20 SPRAYER – S-PRAYER; S=shilling (old UK currency); “mister”=one who produces a mist=SPRAYER; nice clue

32 comments on “Times 24038 Garrulous Gyrfalcons”

  1. A real struggle. Am not sure about 25 Ac. I went for headgear as well. But why not headwear? COD 23 Ac.
    1. I hadn’t spotted that Jimbo has HEADGEAR. I went for HEADWEAR which I think is more likely.
      1. I thought either were possible so I consulted Collins. It gives HEADGEAR as one word but not “head wear”
        1. You’re quite right, Jimbo, and I should have known better than to comment without checking the books first.
  2. 75 minutes slog for me then resorted to a solver for the last two 1A and 24. I started well enough in the NE corner but then slowed to a crawl. I agree with Jimbo that the first clue was poor. “Me” is unspecified by anything else in the clue therefore it must refer to the setter, not a medical practitioner of some sort. And a case-load is not defined as a day’s work, so why the reference to “today”?

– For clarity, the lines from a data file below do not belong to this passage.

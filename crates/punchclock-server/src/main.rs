//! Punchclock Server
//!
//! HTTP service that issues terminal tokens and records attendance scans.

use std::net::SocketAddr;
use std::path::PathBuf;
use std::sync::Arc;
use std::time::Duration;

use clap::Parser;
use tokio::sync::watch;
use tracing::{info, warn};

use punchclock_core::config::{default_database_path, load_config};
use punchclock_core::tracing_init::init_tracing;
use punchclock_core::{Clock, SystemClock};
use punchclock_server::http::build_router;
use punchclock_server::state::AppState;
use punchclock_server::storage::AttendanceDatabase;
use punchclock_server::tasks;

#[derive(Parser, Debug)]
#[command(name = "punchclock-server")]
#[command(version, about = "Punchclock attendance server - terminal tokens and hash-chained records")]
struct Args {
    /// Path to a JSON settings file.
    #[arg(long, env = "PUNCHCLOCK_CONFIG")]
    config: Option<PathBuf>,

    /// Address to listen on. Overrides the settings file.
    #[arg(long)]
    addr: Option<SocketAddr>,

    /// Path to SQLite database file.
    #[arg(long)]
    db_path: Option<PathBuf>,

    /// Output logs as JSON (for structured log aggregation).
    #[arg(long)]
    log_json: bool,
}

#[tokio::main]
async fn main() -> anyhow::Result<()> {
    let args = Args::parse();

    let mut config = load_config(args.config.as_deref())?;
    if let Some(addr) = args.addr {
        config.server.listen_addr = addr.to_string();
    }
    if let Some(path) = args.db_path {
        config.server.database_path = Some(path);
    }
    if args.log_json {
        config.server.log_json = true;
    }

    init_tracing("punchclock_server=info", config.server.log_json);

    let addr: SocketAddr = config
        .server
        .listen_addr
        .parse()
        .map_err(|e| anyhow::anyhow!("Invalid listen address {}: {e}", config.server.listen_addr))?;

    info!(
        version = env!("CARGO_PKG_VERSION"),
        addr = %addr,
        "Starting punchclock-server"
    );

    let db_path = match &config.server.database_path {
        Some(path) => path.clone(),
        None => default_db_path()?,
    };
    info!(path = %db_path.display(), "Opening attendance database");
    let db = AttendanceDatabase::open(&db_path).await?;

    let clock: Arc<dyn Clock> = Arc::new(SystemClock);
    let tokens = config.tokens.clone();
    let (state, summary_rx) = AppState::new(db, config, clock)?;

    let (shutdown_tx, shutdown_rx) = watch::channel(false);
    let mut handles = vec![tasks::spawn_rotation_supervisor(
        state.db.clone(),
        state.issuer.clone(),
        Duration::from_secs(tokens.rotation_interval_secs),
        shutdown_rx.clone(),
    )];
    handles.push(tasks::spawn_issuance_cleanup(
        state.db.clone(),
        Arc::clone(&state.nonces),
        Arc::clone(&state.clock),
        Duration::from_secs(tokens.cleanup_interval_secs),
        tokens.cleanup_grace_secs,
        shutdown_rx.clone(),
    ));
    handles.push(tasks::spawn_summary_worker(
        state.summaries.clone(),
        summary_rx,
        shutdown_rx,
    ));

    let listener = tokio::net::TcpListener::bind(addr).await?;
    info!(addr = %addr, "HTTP server listening");

    tokio::select! {
        result = axum::serve(listener, build_router(state)) => {
            result?;
        }
        _ = tokio::signal::ctrl_c() => {
            info!("Received shutdown signal");
        }
    }

    if shutdown_tx.send(true).is_err() {
        warn!("Background tasks already stopped");
    }
    for handle in handles {
        if let Err(e) = handle.await {
            warn!(error = %e, "Background task ended abnormally");
        }
    }

    info!("Server stopped");
    Ok(())
}

fn default_db_path() -> anyhow::Result<PathBuf> {
    dirs::data_dir()
        .map(|dir| dir.join("punchclock").join("attendance.db"))
        .or_else(default_database_path)
        .ok_or_else(|| anyhow::anyhow!("Cannot determine data directory"))
}
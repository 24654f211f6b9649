//! Accepted token renderings.
//!
//! Terminals deployed before the compact format emitted either a
//! `qr1.`-prefixed token or a JSON envelope. Each format either recognizes
//! the shape of a token or passes; a recognized token whose segments fail
//! to decode is malformed, not handed to the next format.

use base64::Engine;
use serde::Deserialize;

use crate::codec::{B64, SignedToken};
use crate::error::CryptoError;

/// Outcome of offering a raw token to one format.
#[derive(Debug, Clone, PartialEq, Eq)]
pub enum Decoded {
    Recognized(SignedToken),
    Unrecognized,
}

/// One accepted token shape.
pub trait TokenFormat: Send + Sync {
    fn name(&self) -> &'static str;

    fn decode(&self, raw: &str) -> Result<Decoded, CryptoError>;
}

/// Formats tried by [`crate::codec::split`], in order.
pub const DEFAULT_FORMATS: &[&dyn TokenFormat] =
    &[&CompactFormat, &VersionPrefixedFormat, &JsonEnvelopeFormat];

fn is_b64_segment(s: &str) -> bool {
    !s.is_empty()
        && s.bytes()
            .all(|b| b.is_ascii_alphanumeric() || b == b'-' || b == b'_' || b == b'=')
}

fn decode_segment(segment: &str, what: &str) -> Result<Vec<u8>, CryptoError> {
    B64.decode(segment)
        .map_err(|e| CryptoError::Malformed(format!("invalid {what} encoding: {e}")))
}

fn decode_pair(payload: &str, signature: &str) -> Result<Decoded, CryptoError> {
    Ok(Decoded::Recognized(SignedToken {
        payload: decode_segment(payload, "payload")?,
        signature: decode_segment(signature, "signature")?,
    }))
}

/// `payload.signature`, the current format.
#[derive(Debug, Clone, Copy, Default)]
pub struct CompactFormat;

impl TokenFormat for CompactFormat {
    fn name(&self) -> &'static str {
        "compact"
    }

    fn decode(&self, raw: &str) -> Result<Decoded, CryptoError> {
        let mut parts = raw.split('.');
        match (parts.next(), parts.next(), parts.next()) {
            (Some(payload), Some(signature), None)
                if is_b64_segment(payload) && is_b64_segment(signature) =>
            {
                decode_pair(payload, signature)
            }
            _ => Ok(Decoded::Unrecognized),
        }
    }
}

/// `qr1.payload.signature`.
#[derive(Debug, Clone, Copy, Default)]
pub struct VersionPrefixedFormat;

const VERSION_PREFIX: &str = "qr1";

impl TokenFormat for VersionPrefixedFormat {
    fn name(&self) -> &'static str {
        "version-prefixed"
    }

    fn decode(&self, raw: &str) -> Result<Decoded, CryptoError> {
        let mut parts = raw.split('.');
        match (parts.next(), parts.next(), parts.next(), parts.next()) {
            (Some(VERSION_PREFIX), Some(payload), Some(signature), None)
                if is_b64_segment(payload) && is_b64_segment(signature) =>
            {
                decode_pair(payload, signature)
            }
            _ => Ok(Decoded::Unrecognized),
        }
    }
}

#[derive(Deserialize)]
struct Envelope {
    payload: String,
    signature: String,
}

/// `{"payload": "<b64>", "signature": "<b64>"}`.
#[derive(Debug, Clone, Copy, Default)]
pub struct JsonEnvelopeFormat;

impl TokenFormat for JsonEnvelopeFormat {
    fn name(&self) -> &'static str {
        "json-envelope"
    }

    fn decode(&self, raw: &str) -> Result<Decoded, CryptoError> {
        if !raw.starts_with('{') {
            return Ok(Decoded::Unrecognized);
        }
        let envelope: Envelope = serde_json::from_str(raw)
            .map_err(|e| CryptoError::Malformed(format!("invalid token envelope: {e}")))?;
        if envelope.payload.is_empty() || envelope.signature.is_empty() {
            return Err(CryptoError::Malformed("empty envelope segment".into()));
        }
        decode_pair(&envelope.payload, &envelope.signature)
    }
}

#[cfg(test)]
#[allow(clippy::unwrap_used, clippy::panic)]
mod tests {
    use super::*;
    use crate::codec::{self, TokenPayload};
    use crate::key::SigningKey;

    fn key() -> SigningKey {
        SigningKey::new(&[3u8; 32]).unwrap()
    }

    fn compact() -> (TokenPayload, String) {
        let payload = TokenPayload::new("term-9", 1_700_000_000, 60);
        let (token, _) = codec::encode(&payload, &key()).unwrap();
        (payload, token)
    }

    #[test]
    fn compact_is_not_claimed_by_other_formats() {
        let (_, token) = compact();
        assert_eq!(VersionPrefixedFormat.decode(&token).unwrap(), Decoded::Unrecognized);
        assert_eq!(JsonEnvelopeFormat.decode(&token).unwrap(), Decoded::Unrecognized);
        assert!(matches!(
            CompactFormat.decode(&token).unwrap(),
            Decoded::Recognized(_)
        ));
    }

    #[test]
    fn version_prefixed_token_verifies() {
        let (payload, token) = compact();
        let legacy = format!("qr1.{token}");
        assert_eq!(codec::decode(&legacy, &key()).unwrap(), payload);
    }

    #[test]
    fn json_envelope_token_verifies() {
        let (payload, token) = compact();
        let (p, s) = token.split_once('.').unwrap();
        let legacy = serde_json::json!({ "payload": p, "signature": s }).to_string();
        assert_eq!(codec::decode(&legacy, &key()).unwrap(), payload);
    }

    #[test]
    fn broken_envelope_is_malformed() {
        let err = codec::split(r#"{"payload": "abc""#).unwrap_err();
        assert!(matches!(err, CryptoError::Malformed(_)));
        let err = codec::split(r#"{"payload": "", "signature": "abc"}"#).unwrap_err();
        assert!(matches!(err, CryptoError::Malformed(_)));
    }

    #[test]
    fn recognized_shape_with_bad_base64_is_malformed() {
        // A single base64 character cannot encode a whole byte.
        let err = codec::split("a.abcd").unwrap_err();
        assert!(matches!(err, CryptoError::Malformed(_)));
    }

    #[test]
    fn custom_format_list_limits_what_is_accepted() {
        let (_, token) = compact();
        let legacy = format!("qr1.{token}");
        let only_compact: &[&dyn TokenFormat] = &[&CompactFormat];
        assert!(codec::split_with(&token, only_compact).is_ok());
        assert!(matches!(
            codec::split_with(&legacy, only_compact),
            Err(CryptoError::Malformed(_))
        ));
    }

    #[test]
    fn format_names_are_distinct() {
        let names: Vec<_> = DEFAULT_FORMATS.iter().map(|f| f.name()).collect();
        assert_eq!(names, ["compact", "version-prefixed", "json-envelope"]);
    }
}
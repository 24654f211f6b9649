//! Wiring of the server's shared components.

use std::sync::Arc;

use punchclock_core::{AttendanceRules, Clock, Config, Error, LocalCalendar, Result};
use punchclock_crypto::SigningKey;
use tokio::sync::mpsc;

use crate::ledger::Ledger;
use crate::nonce::{MemoryNonceStore, NonceStore};
use crate::service::AttendanceService;
use crate::storage::AttendanceDatabase;
use crate::summary::{SummaryJob, SummaryQueue, SummaryService};
use crate::token::{TokenIssuer, TokenVerifier};

/// Everything request handlers and background tasks share.
#[derive(Clone)]
pub struct AppState {
    pub db: AttendanceDatabase,
    pub issuer: TokenIssuer,
    pub attendance: AttendanceService,
    pub summaries: SummaryService,
    pub nonces: Arc<dyn NonceStore>,
    pub clock: Arc<dyn Clock>,
    pub config: Arc<Config>,
}

impl AppState {
    /// Build the state with an in-process nonce store. The returned receiver
    /// feeds the summary worker.
    pub fn new(
        db: AttendanceDatabase,
        config: Config,
        clock: Arc<dyn Clock>,
    ) -> Result<(Self, mpsc::Receiver<SummaryJob>)> {
        let nonces: Arc<dyn NonceStore> = Arc::new(MemoryNonceStore::new(Arc::clone(&clock)));
        Self::with_nonce_store(db, config, clock, nonces)
    }

    pub fn with_nonce_store(
        db: AttendanceDatabase,
        config: Config,
        clock: Arc<dyn Clock>,
        nonces: Arc<dyn NonceStore>,
    ) -> Result<(Self, mpsc::Receiver<SummaryJob>)> {
        config.validate()?;
        let key = SigningKey::new(config.tokens.signing_secret.as_bytes())
            .map_err(|e| Error::Config(e.to_string()))?;
        let calendar = LocalCalendar::from_offset_minutes(config.server.utc_offset_minutes);

        let issuer = TokenIssuer::new(
            db.clone(),
            key.clone(),
            Arc::clone(&nonces),
            Arc::clone(&clock),
            &config.tokens,
        );
        let verifier = TokenVerifier::new(db.clone(), key, Arc::clone(&nonces), Arc::clone(&clock));
        let ledger = Ledger::new(db.clone(), Arc::clone(&clock));
        let rules = Arc::new(AttendanceRules::new(
            config.rules.clone(),
            config.schedule.clone(),
            calendar,
        ));
        let (queue, rx) = SummaryQueue::channel();
        let attendance = AttendanceService::new(
            db.clone(),
            verifier,
            ledger,
            rules,
            queue,
            Arc::clone(&clock),
        );
        let summaries = SummaryService::new(
            db.clone(),
            config.rules.clone(),
            calendar,
            Arc::clone(&clock),
        );

        Ok((
            Self {
                db,
                issuer,
                attendance,
                summaries,
                nonces,
                clock,
                config: Arc::new(config),
            },
            rx,
        ))
    }
}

  3. Feelings and thoughts echoed here which is true on a regular basis and why i don’t often comment but my theory on 1A is that the setter is a retired doctor who has a consultancy on Tuesdays. 5D reminds me that a rhea escaped from somewhere over the weekend frightened by a fox but i didn’t hear a follow-up story to say whether it was found alive or not.
  4. Struggled to finish this one – 26 mins after nearly giving up. 3D was topical with reference to Dow Jones and “nasty disappointment”! 20D was my COD with the mischievous use of Mister. One or two quibbles, though – I can recall HEADGEAR v HEADWEAR as an issue in another crossword some time back (when HEADGEAR won the post mortem, I think) but maybe setters should avoid the word. Is RED TAPE necessarily legally binding?
  5. 24 minutes but I’m not sure about one clue. Agree with all the above on CASELOAD. INCAPACITY and SPRAYER were my real hold-ups.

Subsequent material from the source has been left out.